Россия и мировой Восточный вопрос
Восточный вопрос не принадлежит к числу тех, что подлежат решению дипломатии.
Н. Я. Данилевский. «Россия и Европа»
Превращение Руси в Россию произошло ко второй половине XVIII века, а ко второй половине следующего, XIX столетия в основном сформировались те действующие силы в европейской политике, которые и в XX веке определяли ее внутренние пружины. Именно в этот период во всем своем исполинском масштабе встает так называемый Восточный вопрос, через призму которого проявляются все уровни и аспекты противоречий между ведущими субъектами мировой истории.
Уже С. М. Соловьев и его панорамный взгляд на историю побудили интерпретировать эту тему шире, чем в политической терминологии и дипломатическом лексиконе второй половины XIX века, — лишь как вопрос о Черноморских проливах и судьбе освобождающихся из-под турецкого ига славянских и греческих территорий. Он назвал мировым Восточным вопросом протянувшееся сквозь тысячелетие историческое соперничество между Европой и Азией, между «европейским и азиатским духом». Для него борьба и соперничество цивилизаций уже являлись движущей силой мировой истории. Эта борьба приводила то к торжеству «полчищ Ксеркса в Греции», то к походам «Александра Македонского со своей фалангою и Гомеровой Илиадой на берега Евфрата», то к гуннам на полях Шалонских, то к крестоносным походам «латинской» Европы в Палестину, то к появлению татарских баскаков, собирающих дань в Москве… Наконец, и монгольское нашествие, и русские знамена в Астрахани, Казани и Ташкенте также являются проявлением этого исторического противоборства, продолжавшегося в войнах с Османской Турцией вплоть до XX века[187].
Для России в силу ее географического положения между несколькими цивилизациями эта борьба и поиск равновесия между двумя началами составляли немаловажное содержание ее истории. На Западе процесс консолидации племен и объединения их в государственные организмы начался раньше и шел полным ходом через завоевания и истребительные войны между католиками и протестантами. И у Европы были свои Иваны Калиты (Людовик XI) и Иваны Грозные (Генрих VIII). «Собирание русских земель осложнялось необходимостью честно и грозно отстаивать их на двух фронтах, западном и восточном. Борьба на Востоке против напора монгол была крупной услугой западной цивилизации и культуре, — отметил крупный философ и правовед русской эмиграции Е. В. Спекторский. — Расширение до Тихого океана в Азии не уничтожило втягиваимые народы, как это делал Pax Germana, но подобно Pax Romana приобщило к благам цивилизации «всяк сущий в ней язык»»[188].

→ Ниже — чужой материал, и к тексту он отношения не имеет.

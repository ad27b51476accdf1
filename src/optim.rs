use crate::error::Error;
use crate::variable::Variable;

use tracing::{debug, trace};

/// Stochastic gradient descent.
///
/// `update` applies `value = value - lr * grad` in place and then clears the
/// gradient, so the next iteration starts from an empty accumulator.
/// Resetting the tape never touches parameter gradients.
#[derive(Debug, Clone, Copy, PartialEq)]
pub struct Sgd {
    learning_rate: f32,
}

impl Sgd {
    pub fn new(learning_rate: f32) -> Self {
        Self { learning_rate }
    }

    pub fn learning_rate(&self) -> f32 {
        self.learning_rate
    }

    pub fn set_learning_rate(&mut self, learning_rate: f32) {
        self.learning_rate = learning_rate;
    }

    /// Updates one parameter. A parameter with no gradient is left alone.
    pub fn update(&self, param: &Variable) -> Result<(), Error> {
        let mut inner = param.inner.borrow_mut();
        let data = &mut *inner;
        let Some(grad) = data.grad.as_ref() else {
            debug!(param = %data.name, "no gradient, skipping update");
            return Ok(());
        };
        let value = data
            .value
            .as_mut()
            .ok_or_else(|| Error::Uninitialized(data.name.clone()))?;
        value.scaled_sub_assign(self.learning_rate, grad)?;
        data.grad = None;
        trace!(param = %data.name, lr = self.learning_rate, "sgd update");
        Ok(())
    }

    /// Updates every parameter in `params`.
    pub fn step<'a, I>(&self, params: I) -> Result<(), Error>
    where
        I: IntoIterator<Item = &'a Variable>,
    {
        for param in params {
            self.update(param)?;
        }
        Ok(())
    }
}
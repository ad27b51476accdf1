//! Forward operations on an explicit [`Tape`].
//!
//! Each function computes its output eagerly, wraps it in a fresh
//! [`Variable`] and records exactly one primitive op. The global-tape
//! versions live in [`crate::function`].

use crate::array::Array;
use crate::error::Error;
use crate::graph::OpKind;
use crate::tape::Tape;
use crate::variable::Variable;

pub mod cpu_backward;
pub mod cpu_ops;

fn unary(
    tape: &mut Tape,
    x: &Variable,
    kind: OpKind,
    prefix: &str,
    forward: impl FnOnce(&Array) -> Result<Array, Error>,
) -> Result<Variable, Error> {
    let output = Variable::from_array(prefix, forward(&*x.value()?)?);
    tape.record(kind, vec![x.clone()], vec![output.clone()])?;
    Ok(output)
}

/// `x · w`, flattening `x` to `[x.shape[0], rest]` first.
pub fn matmul(tape: &mut Tape, x: &Variable, w: &Variable) -> Result<Variable, Error> {
    let out = {
        let x_2d = cpu_ops::flatten_to_2d(&*x.value()?)?;
        cpu_ops::matmul(&x_2d, &*w.value()?)?
    };
    let output = Variable::from_array("mul", out);
    tape.record(OpKind::MatMul, vec![x.clone(), w.clone()], vec![output.clone()])?;
    Ok(output)
}

/// `x + y` with `y`'s dims aligned to `x`'s dims starting at `axis`
/// (bias over features is `axis = 1`).
pub fn elementwise_add(
    tape: &mut Tape,
    x: &Variable,
    y: &Variable,
    axis: usize,
) -> Result<Variable, Error> {
    let out = cpu_ops::add_axis(&*x.value()?, &*y.value()?, axis)?;
    let output = Variable::from_array("add", out);
    tape.record(
        OpKind::ElementwiseAdd { axis },
        vec![x.clone(), y.clone()],
        vec![output.clone()],
    )?;
    Ok(output)
}

pub fn relu(tape: &mut Tape, x: &Variable) -> Result<Variable, Error> {
    unary(tape, x, OpKind::Relu, "relu", |a| Ok(cpu_ops::relu(a)))
}

pub fn sigmoid(tape: &mut Tape, x: &Variable) -> Result<Variable, Error> {
    unary(tape, x, OpKind::Sigmoid, "sigmoid", |a| Ok(cpu_ops::sigmoid(a)))
}

pub fn tanh(tape: &mut Tape, x: &Variable) -> Result<Variable, Error> {
    unary(tape, x, OpKind::Tanh, "tanh", |a| Ok(cpu_ops::tanh(a)))
}

/// Softmax over the last axis.
pub fn softmax(tape: &mut Tape, x: &Variable) -> Result<Variable, Error> {
    unary(tape, x, OpKind::Softmax, "softmax", cpu_ops::softmax)
}

/// Global mean; the output has shape `[1]` and can seed `backward`.
pub fn mean(tape: &mut Tape, x: &Variable) -> Result<Variable, Error> {
    unary(tape, x, OpKind::Mean, "mean", cpu_ops::mean)
}

/// Per-row cross-entropy of probabilities against hard class-index labels
/// (`[N, 1]`). Output is `[N, 1]`.
pub fn cross_entropy(tape: &mut Tape, x: &Variable, label: &Variable) -> Result<Variable, Error> {
    cross_entropy_with(tape, x, label, false)
}

/// Cross-entropy against soft labels shaped like `x`.
pub fn soft_cross_entropy(
    tape: &mut Tape,
    x: &Variable,
    label: &Variable,
) -> Result<Variable, Error> {
    cross_entropy_with(tape, x, label, true)
}

fn cross_entropy_with(
    tape: &mut Tape,
    x: &Variable,
    label: &Variable,
    soft_label: bool,
) -> Result<Variable, Error> {
    let out = cpu_ops::cross_entropy(&*x.value()?, &*label.value()?, soft_label)?;
    let output = Variable::from_array("cross_entropy", out);
    tape.record(
        OpKind::CrossEntropy { soft_label },
        vec![x.clone(), label.clone()],
        vec![output.clone()],
    )?;
    Ok(output)
}

/// 2D convolution (NCHW) of `input` with `filter` `[C_out, C_in, K_h, K_w]`.
pub fn conv2d(
    tape: &mut Tape,
    input: &Variable,
    filter: &Variable,
    stride: (usize, usize),
    padding: (usize, usize),
) -> Result<Variable, Error> {
    let out = cpu_ops::conv2d(&*input.value()?, &*filter.value()?, stride, padding)?;
    let output = Variable::from_array("conv", out);
    tape.record(
        OpKind::Conv2d { stride, padding },
        vec![input.clone(), filter.clone()],
        vec![output.clone()],
    )?;
    Ok(output)
}
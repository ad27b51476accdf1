//! Layers that own parameter variables.

use crate::error::Error;
use crate::init::{xavier_uniform, Fill, Initializer};
use crate::ops;
use crate::tape::{with_global_tape, Tape};
use crate::variable::Variable;

use std::fmt;
use std::str::FromStr;
use tracing::debug;

/// Seed used by layer constructors that don't take one.
pub const DEFAULT_SEED: u64 = 123;

/// Activation applied at the end of a layer's forward pass.
#[derive(Debug, Clone, Copy, PartialEq, Eq, Default)]
pub enum Activation {
    Relu,
    Sigmoid,
    Tanh,
    #[default]
    Identity,
}

impl Activation {
    fn apply(self, tape: &mut Tape, x: &Variable) -> Result<Variable, Error> {
        match self {
            Activation::Relu => ops::relu(tape, x),
            Activation::Sigmoid => ops::sigmoid(tape, x),
            Activation::Tanh => ops::tanh(tape, x),
            Activation::Identity => Ok(x.clone()),
        }
    }
}

impl FromStr for Activation {
    type Err = Error;

    fn from_str(s: &str) -> Result<Self, Self::Err> {
        match s {
            "relu" => Ok(Activation::Relu),
            "sigmoid" => Ok(Activation::Sigmoid),
            "tanh" => Ok(Activation::Tanh),
            "" | "identity" => Ok(Activation::Identity),
            other => Err(Error::attribute(
                "activation",
                format!("unknown activation '{}'", other),
            )),
        }
    }
}

impl TryFrom<&str> for Activation {
    type Error = Error;

    fn try_from(s: &str) -> Result<Self, Self::Error> {
        s.parse()
    }
}

impl fmt::Display for Activation {
    fn fmt(&self, f: &mut fmt::Formatter) -> fmt::Result {
        let name = match self {
            Activation::Relu => "relu",
            Activation::Sigmoid => "sigmoid",
            Activation::Tanh => "tanh",
            Activation::Identity => "identity",
        };
        write!(f, "{}", name)
    }
}

fn zero_bias(prefix: &str, len: usize) -> Result<Variable, Error> {
    let bias = Variable::new(prefix);
    Fill::from_initializer(Initializer::FillConstant {
        value: 0.0,
        shape: vec![len],
    })
    .initialize(&bias)?;
    Ok(bias)
}

/// Fully connected layer: `act(x · W + b)`.
///
/// `W` is `[in, out]`; inputs with more than two dims are flattened to
/// `[batch, in]` first.
///
/// # Example
/// ```rust
/// use tapegrad::{Linear, Tape, Variable, ops};
///
/// fn main() -> Result<(), tapegrad::Error> {
///     let layer = Linear::new(4, 2, "relu".parse()?)?;
///     let mut tape = Tape::new();
///     let x = Variable::from_vec("x", vec![0.5; 8], &[2, 4])?;
///     let y = layer.forward(&mut tape, &x)?;
///     assert_eq!(y.shape()?, vec![2, 2]);
///
///     let loss = ops::mean(&mut tape, &y)?;
///     tape.backward(&loss)?;
///     assert!(layer.params()[1].grad().is_some());
///     Ok(())
/// }
/// ```
#[derive(Debug, Clone)]
pub struct Linear {
    weight: Variable,
    bias: Variable,
    activation: Activation,
}

impl Linear {
    pub fn new(in_dim: usize, out_dim: usize, activation: Activation) -> Result<Self, Error> {
        Self::with_seed(in_dim, out_dim, activation, DEFAULT_SEED)
    }

    pub fn with_seed(
        in_dim: usize,
        out_dim: usize,
        activation: Activation,
        seed: u64,
    ) -> Result<Self, Error> {
        let weight = Variable::new("LinearWeight");
        Fill::from_initializer(xavier_uniform(in_dim, out_dim, &[in_dim, out_dim], seed)?)
            .initialize(&weight)?;
        let bias = zero_bias("LinearBias", out_dim)?;
        debug!(in_dim, out_dim, %activation, weight = %weight.name(), "created linear layer");
        Ok(Self {
            weight,
            bias,
            activation,
        })
    }

    /// Builds a layer around existing parameters, `weight` `[in, out]` and
    /// `bias` `[out]`.
    pub fn from_params(
        weight: Variable,
        bias: Variable,
        activation: Activation,
    ) -> Result<Self, Error> {
        let w_shape = weight.shape()?;
        let b_shape = bias.shape()?;
        if w_shape.len() != 2 || b_shape != [w_shape[1]] {
            return Err(Error::IncompatibleShapes {
                op: "linear".to_string(),
                shape_a: w_shape,
                shape_b: b_shape,
            });
        }
        Ok(Self {
            weight,
            bias,
            activation,
        })
    }

    pub fn weight(&self) -> &Variable {
        &self.weight
    }

    pub fn bias(&self) -> &Variable {
        &self.bias
    }

    pub fn activation(&self) -> Activation {
        self.activation
    }

    pub fn forward(&self, tape: &mut Tape, input: &Variable) -> Result<Variable, Error> {
        let product = ops::matmul(tape, input, &self.weight)?;
        let biased = ops::elementwise_add(tape, &product, &self.bias, 1)?;
        self.activation.apply(tape, &biased)
    }

    /// Forward on the global tape.
    pub fn call(&self, input: &Variable) -> Result<Variable, Error> {
        with_global_tape(|tape| self.forward(tape, input))
    }

    /// Weight then bias.
    pub fn params(&self) -> Vec<Variable> {
        vec![self.weight.clone(), self.bias.clone()]
    }
}

/// 2D convolution layer over NCHW inputs with a square kernel, stride 1 and
/// no padding.
#[derive(Debug, Clone)]
pub struct Convolution2D {
    filter: Variable,
    bias: Variable,
    activation: Activation,
}

impl Convolution2D {
    pub fn new(
        in_channels: usize,
        out_channels: usize,
        kernel_size: usize,
        activation: Activation,
    ) -> Result<Self, Error> {
        Self::with_seed(in_channels, out_channels, kernel_size, activation, DEFAULT_SEED)
    }

    pub fn with_seed(
        in_channels: usize,
        out_channels: usize,
        kernel_size: usize,
        activation: Activation,
        seed: u64,
    ) -> Result<Self, Error> {
        if kernel_size == 0 {
            return Err(Error::attribute("kernel_size", "must be positive"));
        }
        let receptive = kernel_size * kernel_size;
        let filter = Variable::new("ConvolutionWeight");
        Fill::from_initializer(xavier_uniform(
            in_channels * receptive,
            out_channels * receptive,
            &[out_channels, in_channels, kernel_size, kernel_size],
            seed,
        )?)
        .initialize(&filter)?;
        let bias = zero_bias("ConvolutionBias", out_channels)?;
        debug!(
            in_channels,
            out_channels,
            kernel_size,
            %activation,
            "created convolution layer"
        );
        Ok(Self {
            filter,
            bias,
            activation,
        })
    }

    pub fn filter(&self) -> &Variable {
        &self.filter
    }

    pub fn bias(&self) -> &Variable {
        &self.bias
    }

    pub fn activation(&self) -> Activation {
        self.activation
    }

    pub fn forward(&self, tape: &mut Tape, input: &Variable) -> Result<Variable, Error> {
        let conv = ops::conv2d(tape, input, &self.filter, (1, 1), (0, 0))?;
        let biased = ops::elementwise_add(tape, &conv, &self.bias, 1)?;
        self.activation.apply(tape, &biased)
    }

    pub fn call(&self, input: &Variable) -> Result<Variable, Error> {
        with_global_tape(|tape| self.forward(tape, input))
    }

    /// Filter then bias.
    pub fn params(&self) -> Vec<Variable> {
        vec![self.filter.clone(), self.bias.clone()]
    }
}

На Западе осознание мирового Восточного вопроса своеобразно и в совершенно иной терминологии проявилось в классической геополитике, которая сфокусирована на закономерности взаимного сдерживания и соперничества «больших пространств», в частности «Континента» и «Океана». Собственно термин «геополитика» был введен шведом Р. Челленом. Классические разработки принадлежат К. Риттеру, Ф. Ратцелю, К. Хаусхоферу[189]. Именно атропогеографические и политико-географические воззрения Ф. Ратцеля составили тот «питательный бульон», которым была вскормлена геополитика XX века. Все эти ученые были пангерманистами и идеологами расширения немецкого Groftraum на Восток. Именно этим объясняется использование подобных доктрин в германской экспансии на Восток в двух мировых войнах.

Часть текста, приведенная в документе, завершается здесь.